Recommandation du comité
Recommandation du comité- 739. Au vu des conclusions qui précèdent, le comité invite le Conseil d’administration à approuver les recommandations suivantes:
- a) Rappelant que la décision de déclarer la grève illégale ne devrait pas appartenir au gouvernement mais à un organe indépendant des parties et jouissant de leur confiance, le comité prie instamment le gouvernement de modifier l’article 263 (g) du Code du travail afin de le mettre en pleine conformité avec les principes de la liberté syndicale. Il prie le gouvernement de le tenir informé à cet égard.

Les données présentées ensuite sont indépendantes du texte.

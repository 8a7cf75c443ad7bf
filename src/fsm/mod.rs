//! Function-pointer finite state machine engine for the heating arbiter.
//!
//! ```text
//! ┌─────────────────────────────────────────────────────────────┐
//! │  StateTable                                                 │
//! │  ┌─────────────┬───────────┬──────────┬───────────────────┐ │
//! │  │ StateId     │ on_enter  │ on_exit  │ on_update         │ │
//! │  ├─────────────┼───────────┼──────────┼───────────────────┤ │
//! │  │ Off         │ fn(ctx)   │ —        │ fn(ctx)->Option<> │ │
//! │  │ ManualOn    │ fn(ctx)   │ fn(ctx)  │ fn(ctx)->Option<> │ │
//! │  │ RemoteOn    │ fn(ctx)   │ fn(ctx)  │ fn(ctx)->Option<> │ │
//! │  │ ScheduledOn │ fn(ctx)   │ fn(ctx)  │ fn(ctx)->Option<> │ │
//! │  │ FailsafeOn  │ fn(ctx)   │ fn(ctx)  │ fn(ctx)->Option<> │ │
//! │  └─────────────┴───────────┴──────────┴───────────────────┘ │
//! └─────────────────────────────────────────────────────────────┘
//! ```
//!
//! Once per second the service asks the current state's `on_update` for a
//! verdict.  `Some(next)` means leave: the old state's `on_exit` runs, then
//! `on_enter` of `next` sets the new session up from `ctx.request`.
//! Commands skip the verdict through [`Fsm::force_transition`].  A state
//! may name itself (a higher-setpoint rule taking over a scheduled
//! session); that is still a transition.

pub mod context;
pub mod states;

use context::FsmContext;
use log::info;

// ---------------------------------------------------------------------------
// State identity
// ---------------------------------------------------------------------------

/// Arbiter states.
/// Must stay in sync with the state table built in [`states::build_state_table`].
#[derive(Debug, Clone, Copy, PartialEq, Eq, Hash)]
#[repr(u8)]
pub enum StateId {
    Off = 0,
    ManualOn = 1,
    RemoteOn = 2,
    ScheduledOn = 3,
    FailsafeOn = 4,
}

impl StateId {
    /// Number of states; sizes the table array.
    pub const COUNT: usize = 5;

    /// Convert an index back to `StateId`.  Out-of-range indices fall back
    /// to `Off` (asserts in debug builds).
    pub fn from_index(idx: usize) -> Self {
        match idx {
            0 => Self::Off,
            1 => Self::ManualOn,
            2 => Self::RemoteOn,
            3 => Self::ScheduledOn,
            4 => Self::FailsafeOn,
            _ => {
                debug_assert!(false, "invalid state index: {idx}");
                Self::Off
            }
        }
    }

    /// Whether the relay is on in this state.
    pub fn is_heating(self) -> bool {
        self != Self::Off
    }
}

// ---------------------------------------------------------------------------
// Function-pointer type aliases
// ---------------------------------------------------------------------------

/// Signature for `on_enter` and `on_exit` actions.
pub type StateActionFn = fn(&mut FsmContext);

/// Signature for the per-tick update handler.
/// Returns `Some(next)` to trigger a transition, or `None` to stay.
pub type StateUpdateFn = fn(&mut FsmContext) -> Option<StateId>;

// ---------------------------------------------------------------------------
// State descriptor (one row in the table)
// ---------------------------------------------------------------------------

pub struct StateDescriptor {
    pub id: StateId,
    pub name: &'static str,
    pub on_enter: Option<StateActionFn>,
    pub on_exit: Option<StateActionFn>,
    pub on_update: StateUpdateFn,
}

/// A completed state change.
#[derive(Debug, Clone, Copy, PartialEq, Eq)]
pub struct Transition {
    pub from: StateId,
    pub to: StateId,
    pub reason: &'static str,
}

// ---------------------------------------------------------------------------
// FSM engine
// ---------------------------------------------------------------------------

pub struct Fsm {
    /// One row per [`StateId`], in discriminant order.
    table: [StateDescriptor; StateId::COUNT],
    current: usize,
    tick_count: u64,
    state_entry_tick: u64,
}

impl Fsm {
    pub fn new(table: [StateDescriptor; StateId::COUNT], initial: StateId) -> Self {
        Self {
            table,
            current: initial as usize,
            tick_count: 0,
            state_entry_tick: 0,
        }
    }

    /// Enter the initial state.  Call once, before the first `tick()`.
    pub fn start(&mut self, ctx: &mut FsmContext) {
        info!("arbiter starting in state: {}", self.table[self.current].name);
        if let Some(enter) = self.table[self.current].on_enter {
            enter(ctx);
        }
    }

    /// Advance the FSM by one tick.  Returns the transition, if one happened.
    pub fn tick(&mut self, ctx: &mut FsmContext) -> Option<Transition> {
        self.tick_count += 1;
        ctx.ticks_in_state = self.tick_count - self.state_entry_tick;
        ctx.total_ticks = self.tick_count;

        let next = (self.table[self.current].on_update)(ctx)?;
        Some(self.transition(next, ctx))
    }

    /// Transition immediately on behalf of a command.  Always runs the exit
    /// and enter handlers, even when `next` is the current state, so a new
    /// request replaces the running session.
    pub fn force_transition(
        &mut self,
        next: StateId,
        reason: &'static str,
        ctx: &mut FsmContext,
    ) -> Transition {
        ctx.reason = reason;
        self.transition(next, ctx)
    }

    pub fn current_state(&self) -> StateId {
        StateId::from_index(self.current)
    }

    pub fn ticks_in_current_state(&self) -> u64 {
        self.tick_count - self.state_entry_tick
    }

    // -----------------------------------------------------------------------
    // Internal
    // -----------------------------------------------------------------------

    fn transition(&mut self, next_id: StateId, ctx: &mut FsmContext) -> Transition {
        let from = self.current_state();
        let next_idx = next_id as usize;

        info!(
            "arbiter: {} -> {} ({})",
            self.table[self.current].name, self.table[next_idx].name, ctx.reason
        );

        if let Some(exit) = self.table[self.current].on_exit {
            exit(ctx);
        }

        self.current = next_idx;
        self.state_entry_tick = self.tick_count;
        ctx.ticks_in_state = 0;

        if let Some(enter) = self.table[self.current].on_enter {
            enter(ctx);
        }

        Transition { from, to: next_id, reason: ctx.reason }
    }
}
//! Outbound application events.
//!
//! The [`Thermostat`](super::service::Thermostat) emits these through the
//! [`EventSink`](super::ports::EventSink) port.  Adapters on the other
//! side decide what to do with them: log to the console, queue a delta
//! for the cloud, or forward a value to a peer device.

use serde::Serialize;

use crate::fsm::StateId;

/// Structured events emitted by the application core.
#[derive(Debug, Clone, PartialEq)]
pub enum AppEvent {
    /// The thermostat has booted (carries the initial state).
    Started(StateId),

    /// The arbiter transitioned between states.
    StateChanged { from: StateId, to: StateId, reason: &'static str },

    /// Heating state or sampled temperature changed; sent to peers and cloud.
    Delta(StateDelta),

    /// A firing rule asks a peer to apply `payload`.
    Forward { address: String, payload: String },
}

/// Compact state report: `{"value":1,"htemp":21.5,"htime":540,"temp":19.8}`.
#[derive(Debug, Clone, Default, PartialEq, Serialize)]
pub struct StateDelta {
    /// 1 while heating, 0 otherwise.
    pub value: u8,
    /// Active setpoint.
    #[serde(skip_serializing_if = "Option::is_none")]
    pub htemp: Option<f32>,
    /// Seconds left of a timed session.
    #[serde(skip_serializing_if = "Option::is_none")]
    pub htime: Option<u32>,
    /// Last sampled temperature.
    #[serde(skip_serializing_if = "Option::is_none")]
    pub temp: Option<f32>,
}

impl StateDelta {
    pub fn to_json(&self) -> String {
        serde_json::to_string(self).unwrap_or_default()
    }
}

/// Body sent to a peer for a forward action: `{"val":"21.5"}`.
#[derive(Debug, Serialize)]
pub struct ForwardBody<'a> {
    pub val: &'a str,
}

impl ForwardBody<'_> {
    pub fn to_json(&self) -> String {
        serde_json::to_string(self).unwrap_or_default()
    }
}
//! Concrete state handler functions and table builder.
//!
//! ```text
//!          ┌──[single/long press]──▶ MANUAL_ON ───┐
//!          ├──[remote t/c]─────────▶ REMOTE_ON ───┤
//!   OFF ───┼──[rule fires, no downtime]─▶ SCHEDULED_ON ──[higher setpoint]──┐
//!    ▲     │                              ▲    └────────────────────────────┘
//!    │     └──[below minimum]─────▶ FAILSAFE_ON ──┤
//!    │                                            │
//!    └──[setpoint reached · end time · vacation · expiry · 0 %]──┘
//! ```
//!
//! Enter handlers set up the session from `ctx.request`; update handlers
//! only decide the next state (recording `ctx.reason`).

use log::{info, warn};

use super::context::{EndTime, FsmContext, Owner, SessionRequest};
use super::{StateDescriptor, StateId};

// ═══════════════════════════════════════════════════════════════════════════
//  Table builder
// ═══════════════════════════════════════════════════════════════════════════

/// Build the static state table.  Called once at startup.
pub fn build_state_table() -> [StateDescriptor; StateId::COUNT] {
    [
        StateDescriptor {
            id: StateId::Off,
            name: "Off",
            on_enter: Some(off_enter),
            on_exit: None,
            on_update: off_update,
        },
        StateDescriptor {
            id: StateId::ManualOn,
            name: "ManualOn",
            on_enter: Some(session_enter),
            on_exit: Some(session_exit),
            on_update: operator_update,
        },
        StateDescriptor {
            id: StateId::RemoteOn,
            name: "RemoteOn",
            on_enter: Some(session_enter),
            on_exit: Some(session_exit),
            on_update: operator_update,
        },
        StateDescriptor {
            id: StateId::ScheduledOn,
            name: "ScheduledOn",
            on_enter: Some(session_enter),
            on_exit: Some(session_exit),
            on_update: scheduled_update,
        },
        StateDescriptor {
            id: StateId::FailsafeOn,
            name: "FailsafeOn",
            on_enter: Some(failsafe_enter),
            on_exit: Some(session_exit),
            on_update: failsafe_update,
        },
    ]
}

// ═══════════════════════════════════════════════════════════════════════════
//  OFF
// ═══════════════════════════════════════════════════════════════════════════

fn off_enter(ctx: &mut FsmContext) {
    let h = &mut ctx.heating;
    h.heating = false;
    h.setpoint = 0.0;
    h.end_time = EndTime::Unset;
    h.owner = Owner::None;
    h.remote = false;
    ctx.request = None;
    ctx.commands.on = false;
}

fn off_update(ctx: &mut FsmContext) -> Option<StateId> {
    // Frost protection wins over downtime, vacation and schedules.
    if ctx.inputs.below_minimum {
        ctx.reason = "failsafe";
        return Some(StateId::FailsafeOn);
    }
    if ctx.vacation_active() || ctx.heating.downtime > 0 {
        return None;
    }
    let activation = ctx.inputs.activation?;
    ctx.request = Some(SessionRequest::Scheduled(activation));
    ctx.reason = "schedule";
    Some(StateId::ScheduledOn)
}

// ═══════════════════════════════════════════════════════════════════════════
//  MANUAL_ON / REMOTE_ON / SCHEDULED_ON: session setup
// ═══════════════════════════════════════════════════════════════════════════

fn session_enter(ctx: &mut FsmContext) {
    let now = ctx.inputs.now;
    let timed = |secs: u32| match now {
        Some(n) => EndTime::At(n + i64::from(secs)),
        None => EndTime::Countdown(secs),
    };

    let Some(request) = ctx.request.take() else {
        warn!("arbiter: entered a session without a request, keeping current markers");
        ctx.heating.heating = true;
        ctx.commands.on = true;
        return;
    };

    let h = &mut ctx.heating;
    match request {
        SessionRequest::ManualTimed => {
            h.setpoint = 0.0;
            h.end_time = timed(ctx.config.plustime);
            h.owner = Owner::None;
            h.remote = false;
            h.downtime = 0;
        }
        SessionRequest::ManualBoost => {
            h.owner = Owner::None;
            h.remote = false;
            h.downtime = 0;
            match ctx.inputs.temperature {
                Some(t) => {
                    h.setpoint = t + ctx.config.plustemp;
                    h.end_time = EndTime::Unset;
                }
                // No reading to boost from: fall back to a timed session.
                None => {
                    h.setpoint = 0.0;
                    h.end_time = timed(ctx.config.plustime);
                }
            }
        }
        SessionRequest::RemoteSetpoint(target) => {
            h.setpoint = target;
            h.end_time = EndTime::Unset;
            h.owner = Owner::None;
            h.remote = true;
            h.downtime = 0;
        }
        SessionRequest::RemoteFor(secs) => {
            h.setpoint = 0.0;
            h.end_time = timed(secs);
            h.owner = Owner::None;
            h.remote = true;
            h.downtime = 0;
        }
        SessionRequest::RemoteSetpointFor(target, secs) => {
            h.setpoint = target;
            h.end_time = timed(secs);
            h.owner = Owner::None;
            h.remote = true;
            h.downtime = 0;
        }
        SessionRequest::Scheduled(activation) => {
            h.setpoint = activation.setpoint.unwrap_or(0.0);
            // A plain "on" outside any window runs for `plustime`.
            h.end_time = if activation.setpoint.is_none() && !activation.windowed {
                timed(ctx.config.plustime)
            } else {
                EndTime::Unset
            };
            h.owner = Owner::Rule(activation.rule);
            h.remote = false;
        }
        SessionRequest::Resume { setpoint, end_time, owner, remote } => {
            h.setpoint = setpoint;
            h.end_time = end_time;
            h.owner = owner;
            h.remote = remote;
        }
    }
    h.heating = true;
    ctx.commands.on = true;
    info!(
        "heating on: setpoint={:.1} end={:?} owner={:?}",
        ctx.heating.setpoint, ctx.heating.end_time, ctx.heating.owner
    );
}

fn session_exit(ctx: &mut FsmContext) {
    info!("heating session ended after {} ticks", ctx.ticks_in_state);
}

// ═══════════════════════════════════════════════════════════════════════════
//  MANUAL_ON / REMOTE_ON: operator sessions
// ═══════════════════════════════════════════════════════════════════════════

fn operator_update(ctx: &mut FsmContext) -> Option<StateId> {
    if ctx.vacation_active() {
        ctx.reason = "vacation";
        return Some(StateId::Off);
    }
    if ctx.session_done() {
        ctx.reason = "automatic";
        return Some(StateId::Off);
    }
    None
}

// ═══════════════════════════════════════════════════════════════════════════
//  SCHEDULED_ON
// ═══════════════════════════════════════════════════════════════════════════

fn rank(setpoint: Option<f32>) -> f32 {
    setpoint.filter(|s| *s > 0.0).unwrap_or(f32::NEG_INFINITY)
}

fn scheduled_update(ctx: &mut FsmContext) -> Option<StateId> {
    if ctx.vacation_active() {
        ctx.reason = "vacation";
        return Some(StateId::Off);
    }
    if ctx.session_done() {
        ctx.reason = "automatic";
        return Some(StateId::Off);
    }
    if ctx.inputs.off_request {
        ctx.reason = "schedule";
        return Some(StateId::Off);
    }

    if let Some(candidate) = ctx.inputs.activation {
        let current = rank(Some(ctx.heating.setpoint));
        if ctx.heating.owner != Owner::Rule(candidate.rule) && rank(candidate.setpoint) > current {
            ctx.request = Some(SessionRequest::Scheduled(candidate));
            ctx.reason = "takeover";
            return Some(StateId::ScheduledOn);
        }
    }

    if !ctx.inputs.owner_holds {
        ctx.reason = "expired";
        return Some(StateId::Off);
    }
    None
}

// ═══════════════════════════════════════════════════════════════════════════
//  FAILSAFE_ON
// ═══════════════════════════════════════════════════════════════════════════

fn failsafe_enter(ctx: &mut FsmContext) {
    let h = &mut ctx.heating;
    h.heating = true;
    h.setpoint = ctx.config.minimum;
    h.end_time = EndTime::Unset;
    h.owner = Owner::Failsafe;
    h.remote = false;
    ctx.request = None;
    ctx.commands.on = true;
    warn!(
        "FAILSAFE: {:?} °C below minimum {:.1} °C, heating forced on",
        ctx.inputs.temperature, ctx.config.minimum
    );
}

fn failsafe_update(ctx: &mut FsmContext) -> Option<StateId> {
    if ctx.inputs.temperature.is_none() {
        ctx.reason = "sensor fault";
        return Some(StateId::Off);
    }
    if ctx.session_done() {
        ctx.reason = "automatic";
        return Some(StateId::Off);
    }
    None
}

- b) Tout en reconnaissant le fait qu’il était légitime d’exiger de l’ALPAP qu’elle organise un vote avant de déclencher une grève, le comité considère néanmoins que le ministre du Travail et de l’Emploi n’aurait pas dû se déclarer compétent et mettre immédiatement fin à la grève. En outre, estimant que des sanctions pour faits de grève, telles que des licenciements massifs, doivent rester proportionnées au délit ou à la faute commis, le comité prie le gouvernement d’engager des discussions afin d’examiner une éventuelle réintégration dans leur emploi précédent de tous les travailleurs de l’ALPAP qui ont été licenciés suite à la grève organisée en juin 1998. Le comité prie le gouvernement de le tenir informé à cet égard.